Saved entries
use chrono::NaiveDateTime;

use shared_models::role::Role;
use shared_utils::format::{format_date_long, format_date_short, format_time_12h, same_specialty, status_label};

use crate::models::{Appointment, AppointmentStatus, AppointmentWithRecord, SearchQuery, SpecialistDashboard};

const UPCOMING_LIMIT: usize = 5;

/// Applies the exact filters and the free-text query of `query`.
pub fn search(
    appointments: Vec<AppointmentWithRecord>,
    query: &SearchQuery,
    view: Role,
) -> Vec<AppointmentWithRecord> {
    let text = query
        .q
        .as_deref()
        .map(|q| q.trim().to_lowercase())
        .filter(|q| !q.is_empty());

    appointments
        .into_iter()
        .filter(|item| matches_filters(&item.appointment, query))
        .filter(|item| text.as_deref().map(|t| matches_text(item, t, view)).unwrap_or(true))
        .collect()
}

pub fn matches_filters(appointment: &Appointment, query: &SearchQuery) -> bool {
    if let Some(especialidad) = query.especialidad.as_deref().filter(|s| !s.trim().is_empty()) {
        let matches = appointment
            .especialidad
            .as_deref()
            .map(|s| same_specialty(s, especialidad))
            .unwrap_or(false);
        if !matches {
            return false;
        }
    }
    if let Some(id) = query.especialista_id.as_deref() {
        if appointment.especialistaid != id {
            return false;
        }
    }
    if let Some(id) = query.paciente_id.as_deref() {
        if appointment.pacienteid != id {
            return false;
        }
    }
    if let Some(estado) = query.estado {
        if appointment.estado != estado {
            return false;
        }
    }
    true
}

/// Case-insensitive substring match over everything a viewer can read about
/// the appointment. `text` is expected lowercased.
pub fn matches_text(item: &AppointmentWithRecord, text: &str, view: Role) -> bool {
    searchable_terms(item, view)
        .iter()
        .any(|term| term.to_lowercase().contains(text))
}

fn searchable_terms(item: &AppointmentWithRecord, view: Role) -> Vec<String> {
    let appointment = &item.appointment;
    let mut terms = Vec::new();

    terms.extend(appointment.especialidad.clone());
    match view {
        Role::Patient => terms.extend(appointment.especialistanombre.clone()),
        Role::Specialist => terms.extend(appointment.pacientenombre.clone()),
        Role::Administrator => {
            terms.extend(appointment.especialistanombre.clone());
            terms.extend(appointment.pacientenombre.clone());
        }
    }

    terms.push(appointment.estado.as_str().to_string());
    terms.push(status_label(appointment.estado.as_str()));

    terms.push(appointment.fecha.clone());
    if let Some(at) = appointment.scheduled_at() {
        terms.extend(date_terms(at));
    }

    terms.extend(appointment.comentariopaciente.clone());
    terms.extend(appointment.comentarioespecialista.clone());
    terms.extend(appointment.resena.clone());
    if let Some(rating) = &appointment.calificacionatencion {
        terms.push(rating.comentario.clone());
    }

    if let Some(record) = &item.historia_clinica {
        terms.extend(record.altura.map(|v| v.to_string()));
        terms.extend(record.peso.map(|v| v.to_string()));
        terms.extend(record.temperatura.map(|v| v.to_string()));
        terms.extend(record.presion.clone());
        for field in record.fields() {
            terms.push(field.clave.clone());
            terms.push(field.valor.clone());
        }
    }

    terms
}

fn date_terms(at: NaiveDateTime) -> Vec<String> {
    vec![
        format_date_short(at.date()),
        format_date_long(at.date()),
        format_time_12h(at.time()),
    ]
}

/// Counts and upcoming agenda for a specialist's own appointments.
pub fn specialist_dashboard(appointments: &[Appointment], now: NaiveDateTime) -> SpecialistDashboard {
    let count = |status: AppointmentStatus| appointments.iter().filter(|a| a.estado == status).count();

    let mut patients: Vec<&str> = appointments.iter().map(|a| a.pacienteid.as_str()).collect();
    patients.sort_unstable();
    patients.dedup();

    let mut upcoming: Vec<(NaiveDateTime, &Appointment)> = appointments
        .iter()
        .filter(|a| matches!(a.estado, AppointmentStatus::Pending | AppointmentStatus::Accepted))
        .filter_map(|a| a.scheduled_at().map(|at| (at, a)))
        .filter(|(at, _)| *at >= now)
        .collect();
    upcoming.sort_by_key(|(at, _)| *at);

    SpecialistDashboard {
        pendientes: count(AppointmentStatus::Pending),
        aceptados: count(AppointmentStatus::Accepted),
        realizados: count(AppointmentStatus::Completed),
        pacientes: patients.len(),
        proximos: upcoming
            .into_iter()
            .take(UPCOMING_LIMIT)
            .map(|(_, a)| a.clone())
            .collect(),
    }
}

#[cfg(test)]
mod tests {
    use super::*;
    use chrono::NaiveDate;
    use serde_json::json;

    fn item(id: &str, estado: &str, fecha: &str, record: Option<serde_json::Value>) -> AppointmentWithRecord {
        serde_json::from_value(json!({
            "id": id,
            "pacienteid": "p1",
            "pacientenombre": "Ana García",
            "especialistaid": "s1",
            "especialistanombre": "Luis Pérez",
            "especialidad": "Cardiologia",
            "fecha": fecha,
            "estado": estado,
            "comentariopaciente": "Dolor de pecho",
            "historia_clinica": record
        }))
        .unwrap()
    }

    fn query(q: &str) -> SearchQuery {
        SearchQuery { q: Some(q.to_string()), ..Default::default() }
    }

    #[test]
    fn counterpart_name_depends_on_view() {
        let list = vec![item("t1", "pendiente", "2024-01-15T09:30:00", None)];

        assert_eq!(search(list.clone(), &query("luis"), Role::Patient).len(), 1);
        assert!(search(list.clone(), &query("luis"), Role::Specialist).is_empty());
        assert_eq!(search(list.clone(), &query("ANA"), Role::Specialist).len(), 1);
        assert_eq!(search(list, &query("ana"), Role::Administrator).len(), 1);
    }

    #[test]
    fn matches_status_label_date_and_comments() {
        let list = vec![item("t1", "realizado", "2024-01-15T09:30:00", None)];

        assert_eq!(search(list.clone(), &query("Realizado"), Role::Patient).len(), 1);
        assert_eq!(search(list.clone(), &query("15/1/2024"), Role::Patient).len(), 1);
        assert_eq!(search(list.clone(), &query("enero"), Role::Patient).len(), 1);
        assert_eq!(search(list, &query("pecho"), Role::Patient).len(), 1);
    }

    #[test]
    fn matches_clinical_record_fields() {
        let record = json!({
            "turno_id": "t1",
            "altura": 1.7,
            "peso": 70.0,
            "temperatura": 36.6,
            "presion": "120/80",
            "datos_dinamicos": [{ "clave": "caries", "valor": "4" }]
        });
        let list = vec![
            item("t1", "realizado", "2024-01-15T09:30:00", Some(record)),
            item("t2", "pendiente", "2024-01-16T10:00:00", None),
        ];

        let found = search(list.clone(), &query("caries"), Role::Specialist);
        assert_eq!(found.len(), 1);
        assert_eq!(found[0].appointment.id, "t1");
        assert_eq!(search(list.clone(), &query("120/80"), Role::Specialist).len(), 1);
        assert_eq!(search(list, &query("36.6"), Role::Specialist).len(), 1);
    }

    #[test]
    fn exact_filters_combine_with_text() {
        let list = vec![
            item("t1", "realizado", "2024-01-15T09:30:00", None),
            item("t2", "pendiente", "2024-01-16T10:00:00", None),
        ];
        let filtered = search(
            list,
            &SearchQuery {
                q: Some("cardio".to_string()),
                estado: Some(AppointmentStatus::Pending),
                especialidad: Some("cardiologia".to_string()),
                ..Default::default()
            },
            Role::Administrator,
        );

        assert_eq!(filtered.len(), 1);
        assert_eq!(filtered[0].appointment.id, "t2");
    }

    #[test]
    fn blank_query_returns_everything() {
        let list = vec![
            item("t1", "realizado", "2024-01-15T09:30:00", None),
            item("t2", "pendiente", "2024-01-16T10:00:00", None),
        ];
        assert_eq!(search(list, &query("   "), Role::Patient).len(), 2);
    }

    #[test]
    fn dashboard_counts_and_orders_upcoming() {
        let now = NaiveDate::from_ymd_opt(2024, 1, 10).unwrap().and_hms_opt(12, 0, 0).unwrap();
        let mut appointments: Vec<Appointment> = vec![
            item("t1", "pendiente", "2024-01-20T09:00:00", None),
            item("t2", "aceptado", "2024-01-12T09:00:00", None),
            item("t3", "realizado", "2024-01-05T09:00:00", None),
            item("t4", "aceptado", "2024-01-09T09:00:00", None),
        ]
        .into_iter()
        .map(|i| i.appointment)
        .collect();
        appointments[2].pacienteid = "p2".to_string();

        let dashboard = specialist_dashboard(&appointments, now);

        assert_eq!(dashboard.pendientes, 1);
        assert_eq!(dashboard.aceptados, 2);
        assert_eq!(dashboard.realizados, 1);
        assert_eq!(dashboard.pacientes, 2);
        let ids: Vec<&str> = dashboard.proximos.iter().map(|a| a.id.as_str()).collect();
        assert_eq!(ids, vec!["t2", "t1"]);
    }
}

◆ **Your assignment**: Using the data above, print exactly the lines from the line that contains "assert_eq!(dashboard.aceptados, 2);" through the line that contains "let ids: Vec<&str>", with both included.

◆ **Task result**:
        assert_eq!(dashboard.aceptados, 2);
        assert_eq!(dashboard.realizados, 1);
        assert_eq!(dashboard.pacientes, 2);
        let ids: Vec<&str> = dashboard.proximos.iter().map(|a| a.id.as_str()).collect();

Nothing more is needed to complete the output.